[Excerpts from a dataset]
* * * * *
//! Runtime-mutable hardware properties.
//!
//! Keys are a closed enum internally; the documented string names
//! (`"Brightness"`, `"Auto_Exposure"`, ...) only exist at the external
//! GUI/persistence boundary via [`PropKey::name`] and [`PropKey::parse`].

use crate::camera::catalog::StreamKind;

/// Property identifier. Declaration order is the store's iteration order,
/// which fixes the order of a batched apply.
#[derive(Debug, Clone, Copy, PartialEq, Eq, Hash)]
pub enum PropKey {
    // color sensor
    Brightness,
    Contrast,
    Saturation,
    Sharpness,
    AutoExposure,
    Exposure,
    Iso,
    WhiteBalanceMode,
    WhiteBalance,
    FocusMode,
    FocusPos,
    // stereo block
    StereoPreset,
}

impl PropKey {
    pub const COLOR: [PropKey; 11] = [
        PropKey::Brightness,
        PropKey::Contrast,
        PropKey::Saturation,
        PropKey::Sharpness,
        PropKey::AutoExposure,
        PropKey::Exposure,
        PropKey::Iso,
        PropKey::WhiteBalanceMode,
        PropKey::WhiteBalance,
        PropKey::FocusMode,
        PropKey::FocusPos,
    ];

    pub const DEPTH: [PropKey; 1] = [PropKey::StereoPreset];

    pub fn kind(self) -> StreamKind {
        match self {
            PropKey::StereoPreset => StreamKind::Depth,
            _ => StreamKind::Color,
        }
    }

    /// Boundary name, as used by the GUI and the persisted state record.
    pub fn name(self) -> &'static str {
        match self {
            PropKey::Brightness => "Brightness",
            PropKey::Contrast => "Contrast",
            PropKey::Saturation => "Saturation",
            PropKey::Sharpness => "Sharpness",
            PropKey::AutoExposure => "Auto_Exposure",
            PropKey::Exposure => "Exposure",
            PropKey::Iso => "ISO",
            PropKey::WhiteBalanceMode => "White_Balance_Mode",
            PropKey::WhiteBalance => "White_Balance",
            PropKey::FocusMode => "Focus_Mode",
            PropKey::FocusPos => "Focus_Pos",
            PropKey::StereoPreset => "Preset",
        }
    }

    /// Resolve a boundary name for a stream kind. Unknown names yield `None`.
    pub fn parse(kind: StreamKind, name: &str) -> Option<PropKey> {
        let keys: &[PropKey] = match kind {
            StreamKind::Color => &Self::COLOR,
            StreamKind::Depth => &Self::DEPTH,
        };
        keys.iter().copied().find(|k| k.name() == name)
    }
}

/// Valid range of a property, fixed at capability-probe time.
#[derive(Debug, Clone, Copy, PartialEq)]
pub struct PropertyRange {
    pub min: i32,
    pub max: i32,
    pub default: i32,
    pub step: f32,
}

/// Current state of one adjustable property. Values are integer-coded:
/// booleans are 0/1, enumerated modes index into `options`.
#[derive(Debug, Clone, PartialEq)]
pub struct Property {
    pub value: i32,
    pub range: PropertyRange,
    /// Human-readable labels; non-empty means enumerated/selectable
    pub options: Vec<String>,
    pub dirty: bool,
}

impl Property {
    fn ranged(min: i32, max: i32, default: i32, step: f32) -> Self {
        Self {
            value: default,
            range: PropertyRange {
                min,
                max,
                default,
                step,
            },
            options: Vec::new(),
            dirty: false,
        }
    }

    fn enumerated(default: i32, options: &[&str]) -> Self {
        Self {
            value: default,
            range: PropertyRange {
                min: 0,
                max: options.len() as i32 - 1,
                default,
                step: 1.0,
            },
            options: options.iter().map(|s| s.to_string()).collect(),
            dirty: false,
        }
    }

    pub fn is_enumerated(&self) -> bool {
        !self.options.is_empty()
    }
}

/// Hardware tuning profile of the stereo-matching node.
#[derive(Debug, Clone, Copy, PartialEq, Eq, Default)]
pub enum StereoPreset {
    #[default]
    HighAccuracy,
    HighDensity,
}

impl StereoPreset {
    pub fn from_value(value: i32) -> Option<StereoPreset> {
        match value {
            0 => Some(StereoPreset::HighAccuracy),
            1 => Some(StereoPreset::HighDensity),
            _ => None,
        }
    }
}

/// Per-stream-kind property map with a fixed iteration order.
#[derive(Debug, Clone, Default)]
pub struct PropertyStore {
    entries: Vec<(PropKey, Property)>,
}

impl PropertyStore {
    /// Catalog for a color-capable device, ranges matching the sensor limits.
    pub fn color() -> Self {
        let entries = vec![
            (PropKey::Brightness, Property::ranged(-10, 10, 0, 0.25)),
            (PropKey::Contrast, Property::ranged(-10, 10, 0, 0.25)),
            (PropKey::Saturation, Property::ranged(-10, 10, 0, 0.25)),
            (PropKey::Sharpness, Property::ranged(0, 4, 0, 0.1)),
            (PropKey::AutoExposure, Property::ranged(0, 1, 1, 0.1)),
            (PropKey::Exposure, Property::ranged(1, 33000, 20000, 500.0)),
            (PropKey::Iso, Property::ranged(100, 1600, 800, 50.0)),
            (
                PropKey::WhiteBalanceMode,
                Property::enumerated(
                    1,
                    &[
                        "Off",
                        "Auto",
                        "Incandescent",
                        "Fluorescent",
                        "Warm Fluorescent",
                        "Daylight",
                        "Cloudy Daylight",
                        "Twilight",
                        "Shade",
                    ],
                ),
            ),
            (
                PropKey::WhiteBalance,
                Property::ranged(200, 12000, 4000, 1000.0),
            ),
            (
                PropKey::FocusMode,
                Property::enumerated(
                    1,
                    &[
                        "Off",
                        "Auto",
                        "Macro",
                        "Continuous Video",
                        "Continuous Picture",
                        "EDOF",
                    ],
                ),
            ),
            (PropKey::FocusPos, Property::ranged(0, 255, 150, 3.0)),
        ];
        Self { entries }
    }

    /// Catalog for a depth-capable device.
    pub fn depth() -> Self {
        let entries = vec![(
            PropKey::StereoPreset,
            Property::enumerated(0, &["High Accuracy", "High Density"]),
        )];
        Self { entries }
    }

    pub fn is_empty(&self) -> bool {
        self.entries.is_empty()
    }

    pub fn clear(&mut self) {
        self.entries.clear();
    }

    pub fn get(&self, key: PropKey) -> Option<&Property> {
        self.entries.iter().find(|(k, _)| *k == key).map(|(_, p)| p)
    }

    pub fn get_mut(&mut self, key: PropKey) -> Option<&mut Property> {
        self.entries
            .iter_mut()
            .find(|(k, _)| *k == key)
            .map(|(_, p)| p)
    }

    /// Current value, or the neutral 0 when the key is absent.
    pub fn value(&self, key: PropKey) -> i32 {
        self.get(key).map(|p| p.value).unwrap_or(0)
    }

    /// Store a value. Returns false (no state change) for absent keys.
    pub fn set_value(&mut self, key: PropKey, value: i32) -> bool {
        match self.get_mut(key) {
            Some(prop) => {
                prop.value = value;
                true
            }
            None => false,
        }
    }

    pub fn mark_dirty(&mut self, key: PropKey) -> bool {
        match self.get_mut(key) {
            Some(prop) => {
                prop.dirty = true;
                true
            }
            None => false,
        }
    }

    /// Restore every property to its recorded default and mark it dirty.
    pub fn reset_to_defaults(&mut self) {
        for (_, prop) in &mut self.entries {
            prop.value = prop.range.default;
            prop.dirty = true;
        }
    }

    pub fn iter(&self) -> impl Iterator<Item = (PropKey, &Property)> {
        self.entries.iter().map(|(k, p)| (*k, p))
    }

    /// Keys currently flagged dirty, in store order.
    pub fn dirty_keys(&self) -> Vec<PropKey> {
        self.entries
            .iter()
            .filter(|(_, p)| p.dirty)
            .map(|(k, _)| *k)
            .collect()
    }

    pub fn clear_dirty(&mut self, key: PropKey) {
        if let Some(prop) = self.get_mut(key) {
            prop.dirty = false;
        }
    }
}

#[cfg(test)]
mod tests {
    use super::*;

    #[test]
    fn boundary_names_round_trip() {
        for key in PropKey::COLOR {
            assert_eq!(PropKey::parse(StreamKind::Color, key.name()), Some(key));
        }
        assert_eq!(
            PropKey::parse(StreamKind::Depth, "Preset"),
            Some(PropKey::StereoPreset)
        );
        assert_eq!(PropKey::parse(StreamKind::Color, "Preset"), None);
        assert_eq!(PropKey::parse(StreamKind::Color, "Bogus"), None);
    }

    #[test]
    fn absent_key_reads_neutral_zero() {
        let store = PropertyStore::depth();
        assert_eq!(store.value(PropKey::Brightness), 0);
        assert!(!store.clone().set_value(PropKey::Brightness, 5));
    }

    #[test]
    fn enumerated_range_tracks_option_count() {
        let store = PropertyStore::color();
        let wb = store.get(PropKey::WhiteBalanceMode).unwrap();
        assert!(wb.is_enumerated());
        assert_eq!(wb.range.max, 8);
        let focus = store.get(PropKey::FocusMode).unwrap();
        assert_eq!(focus.range.max, 5);
    }
}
* * * * *
Determine how many lines of the records contain the word "entries". Reply with the number by itself.

▶ Answer:
12